• **WHAT THE TASK REQUIRES**
Search the data for the string "family", and report each line where it is found.

• **RAW DATA**

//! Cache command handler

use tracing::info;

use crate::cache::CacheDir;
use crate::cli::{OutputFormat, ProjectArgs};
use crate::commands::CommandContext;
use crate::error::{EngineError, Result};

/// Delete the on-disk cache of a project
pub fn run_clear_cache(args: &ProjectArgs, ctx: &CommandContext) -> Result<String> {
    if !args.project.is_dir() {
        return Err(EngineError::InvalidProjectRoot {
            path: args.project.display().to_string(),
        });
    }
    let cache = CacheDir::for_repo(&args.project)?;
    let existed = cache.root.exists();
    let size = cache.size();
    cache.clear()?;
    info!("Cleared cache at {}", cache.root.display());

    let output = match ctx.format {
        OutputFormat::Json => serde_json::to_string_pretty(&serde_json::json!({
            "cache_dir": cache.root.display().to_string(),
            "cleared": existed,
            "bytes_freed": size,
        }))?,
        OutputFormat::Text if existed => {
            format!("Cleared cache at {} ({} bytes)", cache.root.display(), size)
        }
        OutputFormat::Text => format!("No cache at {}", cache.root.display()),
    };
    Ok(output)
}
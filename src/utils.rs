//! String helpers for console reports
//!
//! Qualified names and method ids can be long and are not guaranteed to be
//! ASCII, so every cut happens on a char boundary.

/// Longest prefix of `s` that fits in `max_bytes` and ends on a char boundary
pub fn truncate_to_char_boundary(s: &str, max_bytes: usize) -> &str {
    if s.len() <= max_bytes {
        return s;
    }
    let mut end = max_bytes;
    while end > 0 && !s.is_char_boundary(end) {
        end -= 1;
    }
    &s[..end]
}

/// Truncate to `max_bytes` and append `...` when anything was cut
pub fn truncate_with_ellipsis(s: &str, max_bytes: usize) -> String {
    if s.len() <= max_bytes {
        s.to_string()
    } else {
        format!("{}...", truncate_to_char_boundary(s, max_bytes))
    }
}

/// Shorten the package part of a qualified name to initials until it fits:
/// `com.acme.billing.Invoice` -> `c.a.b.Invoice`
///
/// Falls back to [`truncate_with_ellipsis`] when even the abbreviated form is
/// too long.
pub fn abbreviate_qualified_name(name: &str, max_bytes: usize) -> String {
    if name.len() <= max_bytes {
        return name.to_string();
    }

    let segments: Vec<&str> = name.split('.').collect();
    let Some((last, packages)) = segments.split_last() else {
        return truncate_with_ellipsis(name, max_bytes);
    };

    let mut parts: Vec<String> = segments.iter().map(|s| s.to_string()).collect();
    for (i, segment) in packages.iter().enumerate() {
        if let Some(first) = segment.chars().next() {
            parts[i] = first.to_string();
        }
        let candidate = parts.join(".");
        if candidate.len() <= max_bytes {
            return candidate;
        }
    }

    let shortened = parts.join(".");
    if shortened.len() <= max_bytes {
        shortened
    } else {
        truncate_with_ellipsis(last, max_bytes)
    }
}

---

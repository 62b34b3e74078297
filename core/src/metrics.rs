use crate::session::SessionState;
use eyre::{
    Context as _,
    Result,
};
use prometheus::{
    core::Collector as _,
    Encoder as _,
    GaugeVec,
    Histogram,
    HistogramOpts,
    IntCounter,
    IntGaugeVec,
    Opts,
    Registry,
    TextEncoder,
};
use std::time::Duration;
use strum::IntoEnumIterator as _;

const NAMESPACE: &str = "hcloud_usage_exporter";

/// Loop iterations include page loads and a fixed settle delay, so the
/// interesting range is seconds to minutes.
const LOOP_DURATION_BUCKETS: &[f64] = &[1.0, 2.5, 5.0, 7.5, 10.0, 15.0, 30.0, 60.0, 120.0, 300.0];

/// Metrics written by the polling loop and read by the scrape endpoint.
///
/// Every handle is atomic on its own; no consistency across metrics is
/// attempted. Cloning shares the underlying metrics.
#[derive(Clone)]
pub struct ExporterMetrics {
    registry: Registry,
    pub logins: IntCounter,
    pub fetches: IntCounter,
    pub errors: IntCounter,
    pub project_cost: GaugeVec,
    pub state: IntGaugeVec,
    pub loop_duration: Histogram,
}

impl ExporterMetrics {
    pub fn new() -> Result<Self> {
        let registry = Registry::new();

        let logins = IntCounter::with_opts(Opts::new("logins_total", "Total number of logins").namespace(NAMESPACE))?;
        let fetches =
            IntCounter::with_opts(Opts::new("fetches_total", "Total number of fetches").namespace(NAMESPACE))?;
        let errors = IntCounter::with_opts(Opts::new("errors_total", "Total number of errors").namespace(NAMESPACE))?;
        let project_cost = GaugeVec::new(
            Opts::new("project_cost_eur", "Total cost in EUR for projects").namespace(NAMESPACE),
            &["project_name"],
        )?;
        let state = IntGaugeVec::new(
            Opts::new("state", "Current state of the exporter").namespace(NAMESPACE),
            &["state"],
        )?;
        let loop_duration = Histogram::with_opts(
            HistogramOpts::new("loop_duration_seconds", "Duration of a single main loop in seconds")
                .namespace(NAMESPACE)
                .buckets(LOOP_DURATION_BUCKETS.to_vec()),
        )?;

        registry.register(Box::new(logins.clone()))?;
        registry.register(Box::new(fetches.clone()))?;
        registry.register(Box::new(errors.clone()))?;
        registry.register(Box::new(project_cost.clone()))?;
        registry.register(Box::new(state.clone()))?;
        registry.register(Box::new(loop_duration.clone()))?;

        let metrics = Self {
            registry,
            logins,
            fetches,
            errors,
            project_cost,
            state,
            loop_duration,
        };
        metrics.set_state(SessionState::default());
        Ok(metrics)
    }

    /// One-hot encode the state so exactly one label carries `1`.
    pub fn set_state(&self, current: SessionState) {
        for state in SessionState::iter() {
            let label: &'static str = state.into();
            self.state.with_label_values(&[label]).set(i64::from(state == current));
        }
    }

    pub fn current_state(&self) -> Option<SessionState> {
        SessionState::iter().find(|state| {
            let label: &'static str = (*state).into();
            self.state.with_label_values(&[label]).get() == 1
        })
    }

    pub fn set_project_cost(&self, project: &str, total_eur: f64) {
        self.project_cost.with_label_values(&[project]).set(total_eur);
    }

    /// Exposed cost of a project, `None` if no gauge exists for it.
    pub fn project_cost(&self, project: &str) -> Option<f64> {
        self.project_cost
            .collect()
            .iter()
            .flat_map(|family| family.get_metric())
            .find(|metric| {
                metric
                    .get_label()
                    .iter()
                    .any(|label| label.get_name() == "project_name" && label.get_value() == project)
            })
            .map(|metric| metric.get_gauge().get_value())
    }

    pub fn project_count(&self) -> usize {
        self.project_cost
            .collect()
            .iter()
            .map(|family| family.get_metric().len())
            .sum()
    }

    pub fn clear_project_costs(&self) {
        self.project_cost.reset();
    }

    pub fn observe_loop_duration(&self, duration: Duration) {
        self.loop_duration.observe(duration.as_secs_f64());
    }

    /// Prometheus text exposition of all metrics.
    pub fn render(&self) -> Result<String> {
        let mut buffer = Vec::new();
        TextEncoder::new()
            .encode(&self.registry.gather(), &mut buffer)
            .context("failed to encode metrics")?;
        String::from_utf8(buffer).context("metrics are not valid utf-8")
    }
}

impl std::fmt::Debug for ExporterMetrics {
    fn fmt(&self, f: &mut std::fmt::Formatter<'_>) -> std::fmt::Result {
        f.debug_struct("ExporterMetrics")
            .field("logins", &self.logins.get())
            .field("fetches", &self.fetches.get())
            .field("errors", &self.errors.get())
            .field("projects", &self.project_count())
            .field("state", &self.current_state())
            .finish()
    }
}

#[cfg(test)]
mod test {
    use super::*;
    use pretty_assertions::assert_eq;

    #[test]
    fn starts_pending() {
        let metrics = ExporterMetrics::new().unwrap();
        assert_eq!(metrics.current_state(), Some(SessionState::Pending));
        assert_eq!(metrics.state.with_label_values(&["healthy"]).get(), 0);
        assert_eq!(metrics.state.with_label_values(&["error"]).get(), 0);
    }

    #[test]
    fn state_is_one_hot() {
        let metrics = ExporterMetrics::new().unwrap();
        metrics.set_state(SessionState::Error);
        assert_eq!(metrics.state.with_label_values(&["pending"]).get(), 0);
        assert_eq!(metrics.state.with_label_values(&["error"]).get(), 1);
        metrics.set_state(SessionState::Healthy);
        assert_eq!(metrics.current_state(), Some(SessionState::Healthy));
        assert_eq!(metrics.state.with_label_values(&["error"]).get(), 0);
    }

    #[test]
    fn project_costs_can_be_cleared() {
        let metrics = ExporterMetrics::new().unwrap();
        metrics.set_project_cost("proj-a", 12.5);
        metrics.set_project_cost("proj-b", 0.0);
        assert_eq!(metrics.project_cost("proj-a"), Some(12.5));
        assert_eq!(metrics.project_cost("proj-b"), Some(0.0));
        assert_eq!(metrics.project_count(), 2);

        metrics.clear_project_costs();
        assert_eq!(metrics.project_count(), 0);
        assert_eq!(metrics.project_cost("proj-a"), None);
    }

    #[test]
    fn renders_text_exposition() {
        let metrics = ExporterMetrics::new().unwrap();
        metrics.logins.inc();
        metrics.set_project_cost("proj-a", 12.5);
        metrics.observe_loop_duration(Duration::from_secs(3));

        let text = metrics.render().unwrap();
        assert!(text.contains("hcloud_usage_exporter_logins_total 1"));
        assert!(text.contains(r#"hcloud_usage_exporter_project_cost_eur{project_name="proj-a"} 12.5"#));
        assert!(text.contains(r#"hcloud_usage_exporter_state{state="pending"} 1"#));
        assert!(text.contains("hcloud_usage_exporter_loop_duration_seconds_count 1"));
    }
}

• **SOLUTION**
            .flat_map(|family| family.get_metric())
            .map(|family| family.get_metric().len())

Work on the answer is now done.